◆ **Instructions to follow**: Set down, exactly, every line from the top of the listing through the one holding "with arguments version".

◆ **Data to process**:
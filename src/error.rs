use thiserror::Error;

use crate::{disassembler::OperandKind, metadata::token::Token};

macro_rules! malformed_error {
    // Single string version
    ($msg:expr) => {
        crate::Error::Malformed {
            message: $msg.to_string(),
            file: file!(),
            line: line!(),
        }
    };

    // Format string with arguments version
    ($fmt:expr, $($arg:tt)*) => {
        crate::Error::Malformed {
            message: format!($fmt, $($arg)*),
            file: file!(),
            line: line!(),
        }
    };
}

/// The generic Error type, which provides coverage for all errors this library can potentially
/// return.
///
/// Every variant aborts the decode of the method body that produced it. No partially decoded
/// instruction list is ever returned alongside an error; callers that process many bodies
/// decide for themselves whether to skip the failing one or stop altogether.
///
/// # Error Categories
///
/// ## Instruction stream errors
/// - [`Error::UnknownOpcode`] - A byte (or `0xFE`-escaped byte pair) has no opcode table entry
/// - [`Error::UnsupportedOperand`] - The operand kind is known but deliberately not decoded
/// - [`Error::BufferTruncated`] - Fewer bytes remain than the current read requires
///
/// ## Metadata errors
/// - [`Error::UnresolvedToken`] - The injected resolver could not resolve a token
///
/// ## Structural errors
/// - [`Error::Malformed`] - Corrupted method headers, unencodable instructions, oversized input
///
/// # Examples
///
/// ```rust
/// use cildecode::{disassembler::decode, metadata::resolver::OpaqueResolver, Error};
///
/// // ldc.i4 with only two of its four operand bytes present
/// match decode(&[0x20, 0x01, 0x00], &OpaqueResolver) {
///     Err(Error::BufferTruncated { needed, remaining, .. }) => {
///         assert_eq!(needed, 4);
///         assert_eq!(remaining, 2);
///     }
///     other => panic!("unexpected result: {other:?}"),
/// }
/// ```
#[derive(Error, Debug)]
pub enum Error {
    /// No opcode table entry exists for the byte (or escaped byte pair) at the cursor.
    ///
    /// The associated value is the lookup key: `0x00XX` for single-byte opcodes and
    /// `0xFEXX` for two-byte opcodes.
    #[error("Unknown opcode: 0x{0:04X}")]
    UnknownOpcode(u16),

    /// The operand kind is recognised but cannot be decoded.
    ///
    /// Only inline call-site signatures (`calli`) fall into this category. They are rejected
    /// outright instead of being skipped on a best-effort basis.
    #[error("Operand kind {kind} of '{mnemonic}' is not supported")]
    UnsupportedOperand {
        /// Mnemonic of the offending instruction
        mnemonic: &'static str,
        /// The operand kind that could not be decoded
        kind: OperandKind,
    },

    /// Fewer bytes remain in the buffer than the current read requires.
    ///
    /// This is always detected before any byte is consumed, so the cursor still points to the
    /// start of the incomplete value.
    ///
    /// # Fields
    ///
    /// * `offset` - Position of the cursor when the read was attempted
    /// * `needed` - Number of bytes the read requires
    /// * `remaining` - Number of bytes that were actually left
    #[error("Buffer truncated at offset {offset}: needed {needed} bytes, {remaining} remaining")]
    BufferTruncated {
        /// Cursor position of the failed read
        offset: usize,
        /// Bytes required by the read
        needed: usize,
        /// Bytes left in the buffer
        remaining: usize,
    },

    /// The metadata resolver could not resolve a token.
    #[error("Failed to resolve metadata token - {0}")]
    UnresolvedToken(Token),

    /// The input is damaged and could not be processed.
    ///
    /// The error includes the source location where the malformation was detected for
    /// debugging purposes.
    ///
    /// # Fields
    ///
    /// * `message` - Detailed description of what was malformed
    /// * `file` - Source file where the error was detected
    /// * `line` - Source line where the error was detected
    #[error("Malformed - {file}:{line}: {message}")]
    Malformed {
        /// The message to be printed for the Malformed error
        message: String,
        /// The source file in which this error occured
        file: &'static str,
        /// The source line in which this error occured
        line: u32,
    },
}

◆ **Task output**:
filename src/error.rs
use thiserror::Error;

use crate::{disassembler::OperandKind, metadata::token::Token};

macro_rules! malformed_error {
    // Single string version
    ($msg:expr) => {
        crate::Error::Malformed {
            message: $msg.to_string(),
            file: file!(),
            line: line!(),
        }
    };

    // Format string with arguments version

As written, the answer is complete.